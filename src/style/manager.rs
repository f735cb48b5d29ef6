//! Conditional style resolution

use serde::{Deserialize, Serialize};
use serde_json::Value;
use tracing::warn;

use crate::error::{StyleEngineError, Result};
use crate::style::conditional::{ConditionalStyle, VisualState};
use crate::style::properties::{merge_overlay, PropertyMap};
use crate::tag::TagSnapshotProvider;
use crate::trigger::evaluate_condition;

/// Rule evaluation order.
///
/// `Priority` sorts by the styles' priority field, highest first, with a
/// stable sort so equal priorities keep their insertion order. `Insertion`
/// reproduces the legacy first-in-the-list-wins behavior for projects that
/// depend on it.
#[derive(Debug, Clone, Copy, PartialEq, Eq, Default, Serialize, Deserialize)]
#[serde(rename_all = "lowercase")]
pub enum MatchOrder {
    #[default]
    Priority,
    Insertion,
}

/// Manages conditional styles for a single button.
///
/// Owned exclusively by the component it styles; resolution is a pure
/// query over a caller-supplied snapshot, so the manager tracks no mouse
/// or press state of its own.
#[derive(Debug, Clone, Default, PartialEq)]
pub struct ConditionalStyleManager {
    pub conditional_styles: Vec<ConditionalStyle>,
    pub default_style: PropertyMap,
    pub match_order: MatchOrder,
}

impl ConditionalStyleManager {
    pub fn new() -> Self {
        Self::default()
    }

    fn generate_unique_style_id(&self, base_id: &str) -> String {
        let existing: Vec<&str> = self
            .conditional_styles
            .iter()
            .map(|s| s.style_id.as_str())
            .collect();
        let base = if base_id.is_empty() { "style" } else { base_id };
        if base != "style" && !existing.contains(&base) {
            return base.to_string();
        }
        let mut suffix = 1;
        loop {
            let candidate = format!("{}_{}", base, suffix);
            if !existing.contains(&candidate.as_str()) {
                return candidate;
            }
            suffix += 1;
        }
    }

    /// Append a style, assigning it a unique id.
    pub fn add_style(&mut self, mut style: ConditionalStyle) {
        style.style_id = self.generate_unique_style_id(&style.style_id.clone());
        self.conditional_styles.push(style);
    }

    /// Remove a style by position; out-of-range indices are ignored.
    pub fn remove_style(&mut self, index: usize) {
        if index < self.conditional_styles.len() {
            self.conditional_styles.remove(index);
        }
    }

    /// Replace a style in place; out-of-range indices are ignored.
    pub fn update_style(&mut self, index: usize, style: ConditionalStyle) {
        if let Some(slot) = self.conditional_styles.get_mut(index) {
            *slot = style;
        }
    }

    /// Indices of the styles in evaluation order.
    fn ordered_indices(&self) -> Vec<usize> {
        let mut indices: Vec<usize> = (0..self.conditional_styles.len()).collect();
        if self.match_order == MatchOrder::Priority {
            indices.sort_by_key(|&i| std::cmp::Reverse(self.conditional_styles[i].priority));
        }
        indices
    }

    /// Resolve the properties to render right now.
    ///
    /// Styles are evaluated in match order; the first whose condition holds
    /// supplies the base properties, with the overlay for `state` merged on
    /// top and a non-empty tooltip included under `"tooltip"`. A condition
    /// that fails to evaluate is skipped, never propagated; with no match
    /// the default style is returned unchanged.
    pub fn get_active_style(
        &self,
        tag_values: &dyn TagSnapshotProvider,
        state: Option<VisualState>,
    ) -> PropertyMap {
        for index in self.ordered_indices() {
            let style = &self.conditional_styles[index];
            let matched = match evaluate_condition(style.condition_kind(), tag_values) {
                Ok(matched) => matched,
                Err(err) => {
                    warn!("Condition evaluation error: {}", err);
                    false
                }
            };
            if !matched {
                continue;
            }

            let mut props = style.properties.to_map();
            if let Some(state) = state {
                merge_overlay(&mut props, style.overlay(state));
            }
            if !style.tooltip.is_empty() {
                props.insert("tooltip".to_string(), Value::from(style.tooltip.clone()));
            }
            return props;
        }

        self.default_style.clone()
    }

    /// Snapshot keys of every tag any rule's condition reads.
    pub fn collect_tag_paths(&self, out: &mut Vec<String>) {
        for style in &self.conditional_styles {
            style.collect_tag_paths(out);
        }
    }

    // --- Serialization --------------------------------------------------

    pub fn to_dict(&self) -> Value {
        let styles: Vec<Value> = self
            .conditional_styles
            .iter()
            .map(ConditionalStyle::to_value)
            .collect();
        let mut map = PropertyMap::new();
        map.insert("conditional_styles".to_string(), Value::Array(styles));
        map.insert(
            "default_style".to_string(),
            Value::Object(self.default_style.clone()),
        );
        if self.match_order != MatchOrder::default() {
            map.insert("match_order".to_string(), Value::from("insertion"));
        }
        Value::Object(map)
    }

    pub fn from_dict(data: Value) -> Result<Self> {
        let mut map = match data {
            Value::Object(map) => map,
            _ => {
                return Err(StyleEngineError::DeserializationError(
                    "style manager data must be an object".to_string(),
                ))
            }
        };

        let mut manager = Self::new();

        if let Some(Value::Array(styles)) = map.remove("conditional_styles") {
            for style_data in styles {
                manager
                    .conditional_styles
                    .push(ConditionalStyle::from_value(style_data)?);
            }
        }
        if let Some(Value::Object(default_style)) = map.remove("default_style") {
            manager.default_style = default_style;
        }
        if let Some(order) = map.remove("match_order") {
            manager.match_order = serde_json::from_value(order).unwrap_or_default();
        }

        Ok(manager)
    }
}

#[cfg(test)]
mod tests {
    use super::*;
    use crate::tag::{DataType, TagSnapshot, TagValue};
    use crate::trigger::{CompareOp, Operand, Trigger};

    fn colored_style(id: &str, color: &str, condition: &str, priority: i32) -> ConditionalStyle {
        let mut style = ConditionalStyle {
            style_id: id.to_string(),
            priority,
            condition: Some(condition.to_string()),
            ..Default::default()
        };
        style.properties.background_color = color.to_string();
        style
    }

    fn snap(pairs: &[(&str, TagValue)]) -> TagSnapshot {
        pairs
            .iter()
            .map(|(k, v)| (k.to_string(), v.clone()))
            .collect()
    }

    #[test]
    fn test_empty_rule_list_returns_default() {
        let mut manager = ConditionalStyleManager::new();
        manager
            .default_style
            .insert("background_color".to_string(), Value::from("#5a6270"));

        let props = manager.get_active_style(&TagSnapshot::new(), None);
        assert_eq!(props, manager.default_style);
    }

    #[test]
    fn test_first_true_condition_wins() {
        let mut manager = ConditionalStyleManager::new();
        manager.add_style(colored_style("cold", "#0000ff", "t < 10", 0));
        manager.add_style(colored_style("hot", "#ff0000", "t > 30", 0));

        let props = manager.get_active_style(&snap(&[("t", TagValue::Int(40))]), None);
        assert_eq!(props["background_color"], "#ff0000");

        let props = manager.get_active_style(&snap(&[("t", TagValue::Int(20))]), None);
        assert_eq!(props, manager.default_style);
    }

    #[test]
    fn test_priority_order_overrides_insertion_order() {
        let mut manager = ConditionalStyleManager::new();
        manager.add_style(colored_style("low", "#111111", "t > 0", 1));
        manager.add_style(colored_style("high", "#222222", "t > 0", 5));

        // Both match; the higher priority rule is consulted first.
        let props = manager.get_active_style(&snap(&[("t", TagValue::Int(1))]), None);
        assert_eq!(props["background_color"], "#222222");

        // The legacy flag falls back to list position.
        manager.match_order = MatchOrder::Insertion;
        let props = manager.get_active_style(&snap(&[("t", TagValue::Int(1))]), None);
        assert_eq!(props["background_color"], "#111111");
    }

    #[test]
    fn test_equal_priorities_keep_insertion_order() {
        let mut manager = ConditionalStyleManager::new();
        manager.add_style(colored_style("first", "#111111", "t > 0", 3));
        manager.add_style(colored_style("second", "#222222", "t > 0", 3));

        let props = manager.get_active_style(&snap(&[("t", TagValue::Int(1))]), None);
        assert_eq!(props["background_color"], "#111111");
    }

    #[test]
    fn test_state_overlay_merging() {
        let mut style = colored_style("s", "#101010", "t > 0", 0);
        style
            .hover_properties
            .insert("background_color".to_string(), Value::from("#909090"));
        style.tooltip = "Running".to_string();

        let mut manager = ConditionalStyleManager::new();
        manager.add_style(style);
        let values = snap(&[("t", TagValue::Int(1))]);

        let base = manager.get_active_style(&values, None);
        assert_eq!(base["background_color"], "#101010");
        assert_eq!(base["tooltip"], "Running");

        let hover = manager.get_active_style(&values, Some(VisualState::Hover));
        assert_eq!(hover["background_color"], "#909090");
        // Missing overlay keys inherit from base
        assert_eq!(hover["h_align"], "center");

        // No click overlay configured: click state matches base
        let click = manager.get_active_style(&values, Some(VisualState::Click));
        assert_eq!(click["background_color"], "#101010");
    }

    #[test]
    fn test_erroring_condition_is_skipped() {
        let mut manager = ConditionalStyleManager::new();
        // References a tag absent from the snapshot: evaluation errors and
        // the rule is skipped rather than propagating.
        manager.add_style(colored_style("broken", "#ff00ff", "missing > 1", 9));
        manager.add_style(colored_style("ok", "#00ff00", "t > 0", 0));

        let props = manager.get_active_style(&snap(&[("t", TagValue::Int(1))]), None);
        assert_eq!(props["background_color"], "#00ff00");
    }

    #[test]
    fn test_trigger_condition_beats_expression() {
        let mut style = colored_style("s", "#333333", "t > 100", 0);
        style.trigger = Trigger::Range {
            operand1: Some(Operand::tag(None, "t", Some(DataType::Int))),
            operator: CompareOp::GreaterEqual,
            operand2: Some(Operand::constant(TagValue::Int(10))),
            lower_bound: None,
            upper_bound: None,
        };
        let mut manager = ConditionalStyleManager::new();
        manager.add_style(style);

        // Expression would reject t=20, but the trigger governs.
        let props = manager.get_active_style(&snap(&[("t", TagValue::Int(20))]), None);
        assert_eq!(props["background_color"], "#333333");
    }

    #[test]
    fn test_unique_style_id_generation() {
        let mut manager = ConditionalStyleManager::new();
        manager.add_style(ConditionalStyle::default());
        manager.add_style(ConditionalStyle::default());
        manager.add_style(ConditionalStyle {
            style_id: "alarm".to_string(),
            ..Default::default()
        });
        manager.add_style(ConditionalStyle {
            style_id: "alarm".to_string(),
            ..Default::default()
        });

        let ids: Vec<&str> = manager
            .conditional_styles
            .iter()
            .map(|s| s.style_id.as_str())
            .collect();
        assert_eq!(ids, vec!["style_1", "style_2", "alarm", "alarm_1"]);
    }

    #[test]
    fn test_remove_and_update_are_bounds_checked() {
        let mut manager = ConditionalStyleManager::new();
        manager.add_style(colored_style("a", "#111111", "t > 0", 0));

        manager.remove_style(5); // no-op
        assert_eq!(manager.conditional_styles.len(), 1);

        manager.update_style(5, ConditionalStyle::default()); // no-op
        assert_eq!(manager.conditional_styles[0].style_id, "a");

        manager.remove_style(0);
        assert!(manager.conditional_styles.is_empty());
    }

    #[test]
    fn test_manager_round_trip() {
        let mut manager = ConditionalStyleManager::new();
        let mut style = colored_style("alarm", "#ff0000", "level > 90", 7);
        style.animation.enabled = true;
        manager.add_style(style);
        manager
            .default_style
            .insert("background_color".to_string(), Value::from("#5a6270"));

        let data = manager.to_dict();
        let loaded = ConditionalStyleManager::from_dict(data).unwrap();
        assert_eq!(loaded, manager);
    }

    #[test]
    fn test_match_order_survives_round_trip() {
        let mut manager = ConditionalStyleManager::new();
        manager.match_order = MatchOrder::Insertion;
        let loaded = ConditionalStyleManager::from_dict(manager.to_dict()).unwrap();
        assert_eq!(loaded.match_order, MatchOrder::Insertion);
    }
}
#####
REQUIRED ACTION: Copy out the lines of the records above in which the string "PropertyMap" appears.

RESULT OF THIS EXERCISE:
use crate::style::properties::{merge_overlay, PropertyMap};
    pub default_style: PropertyMap,
    ) -> PropertyMap {
        let mut map = PropertyMap::new();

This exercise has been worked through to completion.